Getting Out the Door

People often comment to us while we’re moving furniture that we must not need to work out much with a job like ours. In a way it is true, at least in the summer when you’re doing moves all day everyday and are fit and strong.

In the winter it can get slower and its easy to get lazy. I used to be on a professional paint crew in Michigan and we would basically close every winter. Then I would get really soft and lazy.

It seems very easy to spiral downward with any bad habit and I think laziness is the gateway bad habit for its effect on total physical and mental health. When I get in a rut of being lethargic it seems to always bring malaise. When I eat junk food because I’m too lazy to cook I just feel lazier.

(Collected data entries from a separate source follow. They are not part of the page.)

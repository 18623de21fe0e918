//! Tests for the source adapters.

use rstest::rstest;
use serial_test::serial;

use super::env::{from_process, from_snapshot};
use crate::{FlatStore, Lookup, Value};

fn store(nested: &crate::Nested) -> FlatStore {
    FlatStore::from_nested(nested, false)
}

#[rstest]
#[case::double_underscore("__", "APP__DB__HOST", "DB.HOST")]
#[case::single_underscore("_", "APP_DB_HOST", "DB.HOST")]
#[case::trailing_separator("__", "APP__DB__", "DB")]
fn env_names_map_to_key_paths(#[case] sep: &str, #[case] name: &str, #[case] key: &str) {
    let nested = from_snapshot([(name, "v")], "APP", sep);
    assert_eq!(
        store(&nested).get_value(key).expect("key present"),
        Value::from("v")
    );
}

#[test]
fn env_ignores_unprefixed_and_empty_names() {
    let vars = [
        ("APP__", "empty"),
        ("APPLE__X", "lookalike"),
        ("OTHER__X", "other"),
        ("APP__KEEP", "yes"),
    ];
    let flat = store(&from_snapshot(vars, "APP", "__"));
    assert_eq!(flat.len(), 1);
    assert_eq!(flat.get_str("KEEP", "{}").expect("kept"), "yes");
}

#[test]
fn env_values_stay_text() {
    let flat = store(&from_snapshot([("APP__PORT", "8080")], "APP", "__"));
    assert_eq!(flat.get_value("PORT").expect("port"), Value::from("8080"));
    assert_eq!(flat.get_int("PORT").expect("cast"), 8080);
}

#[test]
#[serial]
fn process_environment_is_scanned() {
    let mut scope = test_helpers::env::PrefixScope::new("STRATA_SRC_TEST");
    scope
        .set("STRATA_SRC_TEST__LOG__LEVEL", "debug")
        .set("STRATA_SRC_TEST__NAME", "svc");
    let flat = store(&from_process("STRATA_SRC_TEST", "__"));
    assert_eq!(flat.get_str("LOG.LEVEL", "{}").expect("level"), "debug");
    assert_eq!(flat.get_str("NAME", "{}").expect("name"), "svc");
    assert_eq!(flat.len(), 2);
}

#[cfg(feature = "serde_json")]
mod json {
    use serde_json::json;

    use crate::sources::json::from_json;
    use crate::{FlatStore, Lookup, Value};

    #[test]
    fn objects_flatten_and_scalars_keep_their_kind() {
        let nested = from_json(&json!({
            "db": {"host": "h", "port": 5432, "ratio": 0.5, "tls": true, "opt": null},
            "tags": ["a", 1],
        }))
        .expect("valid object");
        let flat = FlatStore::from_nested(&nested, false);
        assert_eq!(flat.get_value("db.host").expect("host"), Value::from("h"));
        assert_eq!(flat.get_value("db.port").expect("port"), Value::Integer(5432));
        assert_eq!(flat.get_value("db.ratio").expect("ratio"), Value::Float(0.5));
        assert_eq!(flat.get_value("db.tls").expect("tls"), Value::Bool(true));
        assert_eq!(flat.get_value("db.opt").expect("opt"), Value::Null);
        assert_eq!(
            flat.get_value("tags").expect("tags"),
            Value::List(vec![Value::from("a"), Value::Integer(1)])
        );
    }

    #[test]
    fn non_object_top_level_is_rejected() {
        let err = from_json(&json!([1, 2])).expect_err("array root");
        assert!(matches!(&*err, crate::ConfigError::Construction { .. }));
    }

    #[test]
    fn tables_in_arrays_are_rejected() {
        let err = from_json(&json!({"servers": [{"host": "a"}]})).expect_err("table in array");
        assert!(err.to_string().contains("servers.0"));
    }
}

#[cfg(feature = "toml")]
mod toml_source {
    use crate::sources::toml_table::from_toml;
    use crate::{FlatStore, Lookup, Value};

    fn parse(text: &str) -> toml::Table {
        toml::from_str(text).expect("valid toml")
    }

    #[test]
    fn nested_tables_become_key_paths() {
        let table = parse(
            "name = \"svc\"\n[db]\nport = 5432\n[db.pool]\nsize = 4\nratio = 0.25\n",
        );
        let flat = FlatStore::from_nested(&from_toml(&table).expect("convert"), false);
        assert_eq!(flat.get_str("name", "{}").expect("name"), "svc");
        assert_eq!(flat.get_int("db.port").expect("port"), 5432);
        assert_eq!(flat.get_int("db.pool.size").expect("size"), 4);
        assert_eq!(flat.get_value("db.pool.ratio").expect("ratio"), Value::Float(0.25));
    }

    #[test]
    fn datetimes_become_text() {
        let table = parse("at = 1979-05-27T07:32:00Z\n");
        let flat = FlatStore::from_nested(&from_toml(&table).expect("convert"), false);
        assert_eq!(flat.get_str("at", "{}").expect("at"), "1979-05-27T07:32:00Z");
    }

    #[test]
    fn arrays_of_tables_are_rejected() {
        let table = parse("[[servers]]\nhost = \"a\"\n");
        assert!(from_toml(&table).is_err());
    }
}
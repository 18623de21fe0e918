//! Test helpers shared across crates in the workspace.
//!
//! [`env`] serialises process environment mutation behind RAII guards and
//! [`tree`] reads directory trees back into memory for assertions.

pub mod env;
pub mod tree;
//! Dotted key-path algebra.
//!
//! A key path is a string of segments joined by [`SEPARATOR`]. Flattening
//! walks a [`Nested`] mapping and produces a [`FlatMap`] whose keys are the
//! joined paths of every leaf; unflattening rebuilds the tree.

use std::borrow::Cow;
use std::collections::BTreeMap;
use std::num::NonZeroUsize;

use crate::value::{Nested, Node, Value};

/// Segment separator used in key paths.
pub const SEPARATOR: char = '.';

/// A single-level mapping from dotted key path to leaf value.
pub type FlatMap = BTreeMap<String, Value>;

/// Join `child` onto `parent`, treating `None` as the root.
#[must_use]
pub fn join(parent: Option<&str>, child: &str) -> String {
    parent.map_or_else(|| child.to_owned(), |p| format!("{p}{SEPARATOR}{child}"))
}

/// Lowercase `path` when `case_fold` is set.
#[must_use]
pub fn fold(path: &str, case_fold: bool) -> Cow<'_, str> {
    if case_fold {
        Cow::Owned(path.to_lowercase())
    } else {
        Cow::Borrowed(path)
    }
}

/// Returns the remainder of `key` when it lies strictly below `prefix`.
///
/// # Examples
///
/// ```
/// use strata_config::key_path::strip_section;
/// assert_eq!(strip_section("db.host", "db"), Some("host"));
/// assert_eq!(strip_section("dbx.host", "db"), None);
/// assert_eq!(strip_section("db", "db"), None);
/// ```
#[must_use]
pub fn strip_section<'a>(key: &'a str, prefix: &str) -> Option<&'a str> {
    key.strip_prefix(prefix)?.strip_prefix(SEPARATOR)
}

/// Whether `key` equals `prefix` or lies below it.
#[must_use]
pub fn is_at_or_below(key: &str, prefix: &str) -> bool {
    key == prefix || strip_section(key, prefix).is_some()
}

/// Keep only the first `depth` segments of `path`.
///
/// # Examples
///
/// ```
/// use std::num::NonZeroUsize;
/// use strata_config::key_path::truncate;
///
/// let two = NonZeroUsize::new(2).unwrap_or(NonZeroUsize::MIN);
/// assert_eq!(truncate("a.b.c", two), "a.b");
/// assert_eq!(truncate("a", two), "a");
/// ```
#[must_use]
pub fn truncate(path: &str, depth: NonZeroUsize) -> &str {
    path.match_indices(SEPARATOR)
        .nth(depth.get() - 1)
        .and_then(|(end, _)| path.get(..end))
        .unwrap_or(path)
}

/// Flatten `nested` into a new [`FlatMap`].
///
/// Tables expand with their key joined to the parent by [`SEPARATOR`]; every
/// other node becomes a leaf. When two paths collapse onto the same key the
/// one visited last wins. With `case_fold` every segment is lowercased.
///
/// # Examples
///
/// ```
/// use strata_config::key_path::flatten;
/// use strata_config::{Nested, Node};
///
/// let mut nested = Nested::new();
/// nested.insert("A".into(), Node::table([("B", Node::from(1))]));
/// let flat = flatten(&nested, true);
/// assert_eq!(flat.keys().collect::<Vec<_>>(), ["a.b"]);
/// ```
#[must_use]
pub fn flatten(nested: &Nested, case_fold: bool) -> FlatMap {
    let mut out = FlatMap::new();
    flatten_into(&mut out, None, nested, case_fold);
    out
}

/// Flatten `nested` below `prefix`, writing leaves into `out`.
pub(crate) fn flatten_into(
    out: &mut FlatMap,
    prefix: Option<&str>,
    nested: &Nested,
    case_fold: bool,
) {
    for (segment, node) in nested {
        let key = join(prefix, &fold(segment, case_fold));
        match node {
            Node::Table(table) => flatten_into(out, Some(&key), table, case_fold),
            Node::Leaf(value) => {
                out.insert(key, value.clone());
            }
        }
    }
}

/// Rebuild a nested mapping from dotted keys.
///
/// A leaf and a sub-tree cannot share a segment in a tree, so when `flat`
/// holds both `a` and `a.b` the leaf keeps `a` and the sub-tree keys stay
/// dotted beside it (`"a.b"` as a literal key). Flattening the result yields
/// `flat` again.
///
/// # Examples
///
/// ```
/// use strata_config::key_path::{flatten, unflatten, FlatMap};
/// use strata_config::Value;
///
/// let mut flat = FlatMap::new();
/// flat.insert("db.host".into(), Value::from("localhost"));
/// flat.insert("db.port".into(), Value::from(5432));
/// let nested = unflatten(&flat);
/// assert!(nested.get("db").is_some_and(|n| n.as_table().is_some()));
/// assert_eq!(flatten(&nested, false), flat);
/// ```
#[must_use]
pub fn unflatten(flat: &FlatMap) -> Nested {
    let mut root = Nested::new();
    // BTreeMap order visits a key before any key below it.
    for (key, value) in flat {
        insert_path(&mut root, key, value.clone());
    }
    root
}

fn insert_path(table: &mut Nested, path: &str, value: Value) {
    let Some((head, rest)) = path.split_once(SEPARATOR) else {
        table.insert(path.to_owned(), Node::Leaf(value));
        return;
    };
    let slot = table
        .entry(head.to_owned())
        .or_insert_with(|| Node::Table(Nested::new()));
    if let Node::Table(child) = slot {
        insert_path(child, rest, value);
        return;
    }
    table.insert(path.to_owned(), Node::Leaf(value));
}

Several weeks ago I bought a used bike for absurdly cheap on Craigslist and I think it may be the best thing I have done in ages. If riding hills in Auburn wont make someone fit and strong I don’t know what will.

I’ve heard so much diet and exercise talk in my life and seen so many infomercials for product after product its ridiculous. We’ve all seen the lengths some will go to surgically to achieve their fitness ideals.

Yet I find to my unexpected amazement that when I simply avoid junk food and fast food and get on my bike more days a week than not, I feel incredible.

Sometimes the hardest part, though, is getting out the door. Getting up from the warm bed, driving to the gym, whatever, sometimes you just do not want to exert. But at least when you find something that you like to do, that is also great exercise, it only takes a few minutes to start loving it again.

Then before you know it you’re all pumped full of endorphins, feeling great, breathing clearly with no stomach aches, no back aches, no headache and you’re smiling all day long for no reason.